> DIRECTIONS
Work out the number of lines below containing the word "collect" and give nothing besides it.

+---+

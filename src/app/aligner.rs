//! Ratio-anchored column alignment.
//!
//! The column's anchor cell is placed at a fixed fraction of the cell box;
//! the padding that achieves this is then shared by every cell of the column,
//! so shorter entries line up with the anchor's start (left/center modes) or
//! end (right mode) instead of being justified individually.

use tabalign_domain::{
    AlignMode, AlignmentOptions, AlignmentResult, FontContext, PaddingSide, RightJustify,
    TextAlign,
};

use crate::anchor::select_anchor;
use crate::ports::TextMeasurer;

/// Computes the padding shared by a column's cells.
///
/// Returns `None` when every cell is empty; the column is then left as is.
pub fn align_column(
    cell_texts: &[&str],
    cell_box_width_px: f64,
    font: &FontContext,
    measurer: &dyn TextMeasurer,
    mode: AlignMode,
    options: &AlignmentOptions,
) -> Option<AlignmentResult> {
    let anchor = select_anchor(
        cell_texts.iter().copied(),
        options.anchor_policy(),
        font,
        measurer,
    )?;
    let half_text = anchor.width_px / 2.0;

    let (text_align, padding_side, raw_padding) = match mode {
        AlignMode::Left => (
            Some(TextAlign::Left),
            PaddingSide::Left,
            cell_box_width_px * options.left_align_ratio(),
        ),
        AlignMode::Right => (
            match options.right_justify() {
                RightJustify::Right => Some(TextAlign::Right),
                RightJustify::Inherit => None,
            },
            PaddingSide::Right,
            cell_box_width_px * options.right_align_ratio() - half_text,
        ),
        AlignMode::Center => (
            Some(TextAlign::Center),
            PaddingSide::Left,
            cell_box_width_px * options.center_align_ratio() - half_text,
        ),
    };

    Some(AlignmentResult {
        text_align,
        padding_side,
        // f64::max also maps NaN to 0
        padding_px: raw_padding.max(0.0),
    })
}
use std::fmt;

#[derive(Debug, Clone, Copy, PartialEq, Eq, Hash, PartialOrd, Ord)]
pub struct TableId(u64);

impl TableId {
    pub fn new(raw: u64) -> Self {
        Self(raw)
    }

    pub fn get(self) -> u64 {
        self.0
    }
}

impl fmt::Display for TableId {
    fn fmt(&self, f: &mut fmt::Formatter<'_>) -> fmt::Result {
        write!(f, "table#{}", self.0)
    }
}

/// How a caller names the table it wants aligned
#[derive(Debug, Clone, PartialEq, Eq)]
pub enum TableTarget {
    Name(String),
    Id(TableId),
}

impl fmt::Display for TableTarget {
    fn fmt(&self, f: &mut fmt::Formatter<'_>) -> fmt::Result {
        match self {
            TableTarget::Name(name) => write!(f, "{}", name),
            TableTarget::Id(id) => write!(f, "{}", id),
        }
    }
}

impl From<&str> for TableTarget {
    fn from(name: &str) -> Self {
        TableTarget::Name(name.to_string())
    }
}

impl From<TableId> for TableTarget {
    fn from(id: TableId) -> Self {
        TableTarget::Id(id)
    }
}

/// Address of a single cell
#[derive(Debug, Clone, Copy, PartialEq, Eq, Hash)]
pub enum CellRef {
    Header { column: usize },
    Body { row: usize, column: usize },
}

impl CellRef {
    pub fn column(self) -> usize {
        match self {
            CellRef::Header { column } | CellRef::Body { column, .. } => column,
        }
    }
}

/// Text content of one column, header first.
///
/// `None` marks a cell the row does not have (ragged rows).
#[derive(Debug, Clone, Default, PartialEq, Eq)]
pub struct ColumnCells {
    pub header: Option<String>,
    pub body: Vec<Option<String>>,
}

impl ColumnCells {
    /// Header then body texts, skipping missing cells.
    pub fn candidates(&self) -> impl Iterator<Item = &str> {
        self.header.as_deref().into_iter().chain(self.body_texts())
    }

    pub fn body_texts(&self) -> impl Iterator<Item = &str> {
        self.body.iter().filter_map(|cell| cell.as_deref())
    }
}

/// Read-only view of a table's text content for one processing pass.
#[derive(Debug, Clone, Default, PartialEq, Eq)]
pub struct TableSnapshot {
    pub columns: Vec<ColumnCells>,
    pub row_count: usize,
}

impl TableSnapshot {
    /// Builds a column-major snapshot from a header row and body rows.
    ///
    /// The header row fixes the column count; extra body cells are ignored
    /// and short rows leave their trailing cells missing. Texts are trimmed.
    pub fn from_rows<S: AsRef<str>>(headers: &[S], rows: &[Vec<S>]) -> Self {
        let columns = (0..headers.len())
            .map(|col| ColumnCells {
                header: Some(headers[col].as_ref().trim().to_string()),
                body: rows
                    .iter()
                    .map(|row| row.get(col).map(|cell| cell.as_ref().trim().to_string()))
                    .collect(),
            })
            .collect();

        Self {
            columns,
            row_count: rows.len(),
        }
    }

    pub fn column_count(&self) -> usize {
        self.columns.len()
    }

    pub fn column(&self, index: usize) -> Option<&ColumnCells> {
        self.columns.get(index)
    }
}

+---+

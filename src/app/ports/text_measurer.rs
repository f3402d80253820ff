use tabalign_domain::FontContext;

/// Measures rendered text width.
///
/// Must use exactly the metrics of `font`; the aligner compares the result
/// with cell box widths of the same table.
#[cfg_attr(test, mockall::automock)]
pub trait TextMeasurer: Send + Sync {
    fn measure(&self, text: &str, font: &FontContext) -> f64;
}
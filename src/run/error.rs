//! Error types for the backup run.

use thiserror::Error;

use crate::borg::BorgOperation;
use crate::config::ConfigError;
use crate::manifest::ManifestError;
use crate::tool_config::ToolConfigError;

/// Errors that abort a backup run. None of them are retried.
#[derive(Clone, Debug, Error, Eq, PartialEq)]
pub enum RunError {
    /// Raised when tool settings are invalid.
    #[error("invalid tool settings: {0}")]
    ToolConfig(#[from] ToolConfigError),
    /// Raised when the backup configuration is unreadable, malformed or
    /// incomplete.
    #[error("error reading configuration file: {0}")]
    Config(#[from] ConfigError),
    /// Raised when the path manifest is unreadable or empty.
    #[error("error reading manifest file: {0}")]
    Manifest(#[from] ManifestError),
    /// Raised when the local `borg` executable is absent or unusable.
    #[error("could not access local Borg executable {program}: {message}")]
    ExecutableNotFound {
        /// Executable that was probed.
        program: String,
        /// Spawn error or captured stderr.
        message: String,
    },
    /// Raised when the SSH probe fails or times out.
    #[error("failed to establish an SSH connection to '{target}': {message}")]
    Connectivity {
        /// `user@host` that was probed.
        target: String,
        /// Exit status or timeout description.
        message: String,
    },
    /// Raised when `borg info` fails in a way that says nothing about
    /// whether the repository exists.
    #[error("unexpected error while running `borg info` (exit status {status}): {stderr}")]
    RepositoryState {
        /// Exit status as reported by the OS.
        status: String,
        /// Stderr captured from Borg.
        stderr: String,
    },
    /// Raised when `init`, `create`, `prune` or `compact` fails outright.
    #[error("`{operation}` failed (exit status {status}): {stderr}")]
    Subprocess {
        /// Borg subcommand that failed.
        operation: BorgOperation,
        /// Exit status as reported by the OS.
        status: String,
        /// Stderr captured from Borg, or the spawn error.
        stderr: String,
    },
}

+---+

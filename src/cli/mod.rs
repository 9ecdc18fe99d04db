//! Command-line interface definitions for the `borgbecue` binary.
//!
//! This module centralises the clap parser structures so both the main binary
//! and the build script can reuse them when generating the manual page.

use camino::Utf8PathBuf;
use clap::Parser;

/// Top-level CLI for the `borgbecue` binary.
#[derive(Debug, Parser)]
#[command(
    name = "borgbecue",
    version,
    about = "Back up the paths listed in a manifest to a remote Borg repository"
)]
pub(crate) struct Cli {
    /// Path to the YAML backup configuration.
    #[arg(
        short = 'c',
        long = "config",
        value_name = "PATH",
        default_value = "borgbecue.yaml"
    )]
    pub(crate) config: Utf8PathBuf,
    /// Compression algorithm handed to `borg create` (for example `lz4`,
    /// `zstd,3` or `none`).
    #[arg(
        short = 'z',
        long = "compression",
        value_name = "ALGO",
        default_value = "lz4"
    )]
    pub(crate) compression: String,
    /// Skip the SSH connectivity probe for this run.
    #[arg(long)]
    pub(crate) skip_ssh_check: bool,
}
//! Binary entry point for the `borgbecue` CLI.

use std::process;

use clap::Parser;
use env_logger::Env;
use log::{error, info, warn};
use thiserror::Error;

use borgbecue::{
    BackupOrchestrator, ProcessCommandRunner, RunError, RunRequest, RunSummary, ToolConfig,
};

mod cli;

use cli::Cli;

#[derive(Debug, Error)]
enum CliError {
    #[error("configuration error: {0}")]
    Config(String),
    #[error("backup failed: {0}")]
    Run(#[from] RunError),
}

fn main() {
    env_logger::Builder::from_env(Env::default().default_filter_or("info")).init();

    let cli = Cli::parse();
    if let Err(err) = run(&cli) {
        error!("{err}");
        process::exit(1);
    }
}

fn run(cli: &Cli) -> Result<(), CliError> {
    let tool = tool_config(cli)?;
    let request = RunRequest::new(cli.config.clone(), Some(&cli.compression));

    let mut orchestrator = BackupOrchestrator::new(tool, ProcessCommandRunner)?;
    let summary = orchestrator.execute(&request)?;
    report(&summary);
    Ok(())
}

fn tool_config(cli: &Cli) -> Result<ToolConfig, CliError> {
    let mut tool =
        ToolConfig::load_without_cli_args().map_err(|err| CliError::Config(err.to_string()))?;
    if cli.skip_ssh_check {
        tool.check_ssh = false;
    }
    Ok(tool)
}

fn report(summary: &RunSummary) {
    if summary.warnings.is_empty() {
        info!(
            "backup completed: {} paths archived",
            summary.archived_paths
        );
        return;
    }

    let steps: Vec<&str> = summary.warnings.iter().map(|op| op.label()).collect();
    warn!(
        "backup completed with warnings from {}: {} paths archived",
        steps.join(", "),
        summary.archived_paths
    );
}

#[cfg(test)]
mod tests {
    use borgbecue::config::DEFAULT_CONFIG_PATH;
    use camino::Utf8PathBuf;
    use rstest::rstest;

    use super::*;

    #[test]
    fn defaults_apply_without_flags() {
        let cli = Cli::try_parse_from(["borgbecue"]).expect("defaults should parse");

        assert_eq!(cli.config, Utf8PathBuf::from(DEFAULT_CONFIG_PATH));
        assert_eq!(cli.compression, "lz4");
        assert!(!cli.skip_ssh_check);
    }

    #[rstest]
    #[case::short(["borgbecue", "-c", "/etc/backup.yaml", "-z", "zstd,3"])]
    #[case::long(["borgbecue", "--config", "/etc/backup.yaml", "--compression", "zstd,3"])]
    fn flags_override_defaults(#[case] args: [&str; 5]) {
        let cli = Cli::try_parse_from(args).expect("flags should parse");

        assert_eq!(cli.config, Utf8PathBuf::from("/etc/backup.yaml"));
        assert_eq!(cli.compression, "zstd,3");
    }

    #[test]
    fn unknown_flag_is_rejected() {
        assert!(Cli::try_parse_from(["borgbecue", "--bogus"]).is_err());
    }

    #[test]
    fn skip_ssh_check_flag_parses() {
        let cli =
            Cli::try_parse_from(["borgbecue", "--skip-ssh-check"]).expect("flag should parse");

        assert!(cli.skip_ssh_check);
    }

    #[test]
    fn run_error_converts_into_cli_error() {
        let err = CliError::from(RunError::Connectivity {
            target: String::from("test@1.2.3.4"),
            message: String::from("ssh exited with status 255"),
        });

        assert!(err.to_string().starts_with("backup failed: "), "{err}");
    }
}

+---+

> EXERCISE RESULT
3